10/03/2022

MANGER DU SENS | Réinventons les modèles

BIO : FACE AU RECUL DES VENTES, LA FILIERE CHERCHE L'ISSUE

Par Baptiste Langlois - Reporterre
  • agriculture responsable
  • consommation responsable
  • transition climatique
  • transition écologique
  • transision alimentaire

« Le bio n’est pas foutu », assure un maraîcher. La filière s’inquiète tout de même : en 2021, les produits s’écoulent au ralenti dans les magasins spécialisés, les grandes surfaces, et lors des ventes en direct.

La situation, jugée « préoccupante », valait bien un courrier envoyé aux 60 000 adhérents pour les remobiliser. Pour « passer ce cap ». Le 11 février, Scarabée Biocoop, société coopérative comptant douze magasins dans la métropole rennaise, publiait sur son site internet une lettre ouverte dans laquelle elle fait état « d’une baisse de fréquentation [qui] affecte nos magasins et restaurants depuis mai dernier ». En plus de cet appel à la fidélité de ses clients, elle les interroge, via un questionnaire, « afin de connaître les raisons pour lesquelles une partie d’entre vous ne fréquentent plus, ou moins, nos magasins ». Scarabée Biocoop, dont l’équilibre reste « fragile », a ouvert quatre petits magasins en 2021, ne possède « pas de trésor caché » et a déjà pris des mesures « en interne, pour limiter les dépenses un maximum ». Une telle situation n’est pas propre à la coopérative rennaise : elle touche avec plus ou moins d’effets l’ensemble de la filière bio, qui subit un coup de frein.

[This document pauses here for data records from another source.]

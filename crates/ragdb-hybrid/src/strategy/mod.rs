//! Retrieval strategies.
//!
//! Each strategy reads from the injected store and returns a ranked,
//! truncated result list. Store failures never escape: they are logged,
//! recorded on the runner and turned into an empty list.

mod exact;
mod expand;
mod objectives;
mod section;
mod semantic;

pub use exact::{exact_terms, score_exact};
pub use expand::{expand_queries, general_expansions, Expansion};
pub use objectives::{match_objectives, OBJECTIVES_BATTERY};
pub use section::{numbered_items, section_matches};

use serde::Serialize;

use ragdb_core::error::Error;
use ragdb_core::traits::VectorStore;
use ragdb_core::types::Chunk;

/// A swallowed store failure, kept for the operator-facing report.
#[derive(Debug, Clone, PartialEq, Eq, Serialize)]
pub struct StrategyError {
    pub strategy: &'static str,
    pub message: String,
}

/// Request-scoped view over the store that records strategy failures.
pub struct Strategies<'a> {
    store: &'a dyn VectorStore,
    errors: Vec<StrategyError>,
}

impl<'a> Strategies<'a> {
    pub fn new(store: &'a dyn VectorStore) -> Self {
        Self { store, errors: Vec::new() }
    }

    pub fn errors(&self) -> &[StrategyError] {
        &self.errors
    }

    pub fn into_errors(self) -> Vec<StrategyError> {
        self.errors
    }

    fn record(&mut self, strategy: &'static str, err: &Error) {
        tracing::warn!(strategy, "vector store call failed, treating as no results: {err}");
        self.errors.push(StrategyError { strategy, message: err.to_string() });
    }

    /// Every chunk in the collection, or nothing if the store fails.
    fn scan(&mut self, strategy: &'static str) -> Vec<Chunk> {
        match self.store.get(None, None) {
            Ok(chunks) => chunks,
            Err(e) => {
                self.record(strategy, &e);
                Vec::new()
            }
        }
    }
}
//! ragdb-vector
//!
//! `VectorStore` implementations: a persistent LanceDB-backed store and an
//! in-memory linear-scan store.

pub mod lance;
pub mod memory;
pub mod schema;
pub mod table;

pub use lance::LanceVectorStore;
pub use memory::MemoryVectorStore;
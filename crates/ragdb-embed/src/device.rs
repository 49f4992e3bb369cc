use candle_core::Device;

pub fn select_device() -> Device {
    #[cfg(feature = "metal")]
    {
        match Device::new_metal(0) {
            Ok(dev) => {
                tracing::info!("embedding device: metal");
                return dev;
            }
            Err(e) => tracing::warn!("metal device unavailable, using cpu: {e}"),
        }
    }
    tracing::info!("embedding device: cpu");
    Device::Cpu
}
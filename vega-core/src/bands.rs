//! Frequency bands and band energy integration

use serde::{Deserialize, Serialize};

use crate::PsdEstimate;

/// A closed frequency interval `[low, high]` in Hz.
#[derive(Debug, Clone, Copy, PartialEq, Serialize, Deserialize)]
pub struct Band {
    pub low: f64,
    pub high: f64,
}

impl Band {
    /// Create a band spanning `[low, high]`.
    pub fn new(low: f64, high: f64) -> Self {
        Self { low, high }
    }

    /// Whether a frequency falls inside the band (inclusive).
    pub fn contains(&self, freq: f64) -> bool {
        freq >= self.low && freq <= self.high
    }
}

/// Integrate PSD power over a band with the trapezoidal rule.
///
/// A band with no bins, or a single bin, integrates to exactly 0; this
/// happens when the Nyquist limit excludes the band and is a valid
/// outcome, not an error.
pub fn band_energy(psd: &PsdEstimate, band: Band) -> f64 {
    let points: Vec<(f64, f64)> = psd
        .frequencies
        .iter()
        .zip(psd.power.iter())
        .filter(|(&f, _)| band.contains(f))
        .map(|(&f, &p)| (f, p))
        .collect();

    points
        .windows(2)
        .map(|w| 0.5 * (w[0].1 + w[1].1) * (w[1].0 - w[0].0))
        .sum()
}

#[cfg(test)]
mod tests {
    use super::*;

    fn flat_psd(df: f64, n_bins: usize, level: f64) -> PsdEstimate {
        PsdEstimate {
            frequencies: (0..n_bins).map(|k| k as f64 * df).collect(),
            power: vec![level; n_bins],
            segment_len: (n_bins - 1) * 2,
            num_segments: 1,
        }
    }

    #[test]
    fn test_band_contains_is_inclusive() {
        let band = Band::new(4.0, 13.0);
        assert!(band.contains(4.0));
        assert!(band.contains(13.0));
        assert!(!band.contains(3.99));
        assert!(!band.contains(13.01));
    }

    #[test]
    fn test_flat_psd_energy_is_width_times_level() {
        // Bins at 0,1,2,...,50 Hz, level 2.0: energy over [4,13] = 9 * 2.
        let psd = flat_psd(1.0, 51, 2.0);
        let energy = band_energy(&psd, Band::new(4.0, 13.0));
        assert!((energy - 18.0).abs() < 1e-12);
    }

    #[test]
    fn test_band_beyond_nyquist_is_zero() {
        // Bins only reach 25 Hz; the 30-80 Hz band selects nothing.
        let psd = flat_psd(1.0, 26, 2.0);
        assert_eq!(band_energy(&psd, Band::new(30.0, 80.0)), 0.0);
    }

    #[test]
    fn test_single_bin_band_is_zero() {
        // Exactly one bin in range: trapezoid needs two points.
        let psd = flat_psd(10.0, 9, 5.0);
        assert_eq!(band_energy(&psd, Band::new(28.0, 32.0)), 0.0);
    }
}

De sa ferme située dans le Gâtinais, au sud de l’Essonne, Pierre-Nicolas Grisel chiffre à 10 % la baisse de volumes des commandes en magasin bio depuis juin dernier. Cette filière représente la moitié de ses ventes. « Sur douze magasins, j’en ai perdu trois, dont deux qui ont fermé », note l’éleveur de L’Orée de Milly, encore incertain de pouvoir écouler toute sa volaille. Même les ventes à la ferme, certes « plus chaotiques et variables », séduisent moins. La tendance se fait aussi sentir dans les marchés. À celui de Dreux (Eure-et-Loir), Benjamin Soulard constate « un peu de baisse sur le dernier trimestre, mais elle est atténuée par une clientèle fidèle ». L’agriculteur et éleveur, à la tête de Paniers de légumes bio 28, met en avant la force des Amap (Associations pour le maintien d’une agriculture paysanne) dont il est partenaire pour amortir l’érosion des ventes.


Comme en supermarchés, les ventes en direct de produits bio ont fléchi depuis l’été 2020.

Mais là encore, un fléchissement se perçoit dans le taux de renouvellement des paniers. Si Benjamin Soulard s’en sort bien — il estime son renouvellement à 70 %, entre 5 et 10 % de moins que d’habitude —, d’autres se montrent plus inquiets. Le réseau Amap Île-de-France remarquait, fin janvier, « qu’il est plus difficile qu’à l’accoutumée d’atteindre le nombre de contrats nécessaires pour garantir la pérennité des fermes ». Cette part manquante « varie selon les Amap entre 20 et 30 %, et jusqu’à 50 %. Il semblerait que l’Île-de-France ne soit pas la seule région touchée, d’autres réseaux d’Amap font aussi le même constat », écrit le réseau francilien.

Tout le secteur alimentaire baisse, le bio plus que le reste

Les clients se sont également détournés des produits bio en grande surface. Les ventes ont diminué de 3,1 % entre 2020 et 2021. « C’est la première fois que l’on constate un tel recul, note Emily Mayer, spécialiste des produits de grande consommation à l’institut IRI, interrogée par ReporterreCes dernières années, la croissance se situait entre 10 et 20 %. La baisse, en 2021, est transversale. » Structurelle, même, selon Laure Verdeau, directrice de l’Agence Bio, puisque « l’alimentaire de manière générale perd 1 % par rapport à l’an dernier. Il est un peu difficile d’être alarmiste pour le moment », tempère-t-elle. Et de rappeler que seuls les chiffres de la grande distribution ont été publiés, soit 55 % des débouchés du bio. L’Agence Bio, qui œuvre au développement et à la promotion de ce type d’agriculture, rendra son panorama complet du marché en juin prochain.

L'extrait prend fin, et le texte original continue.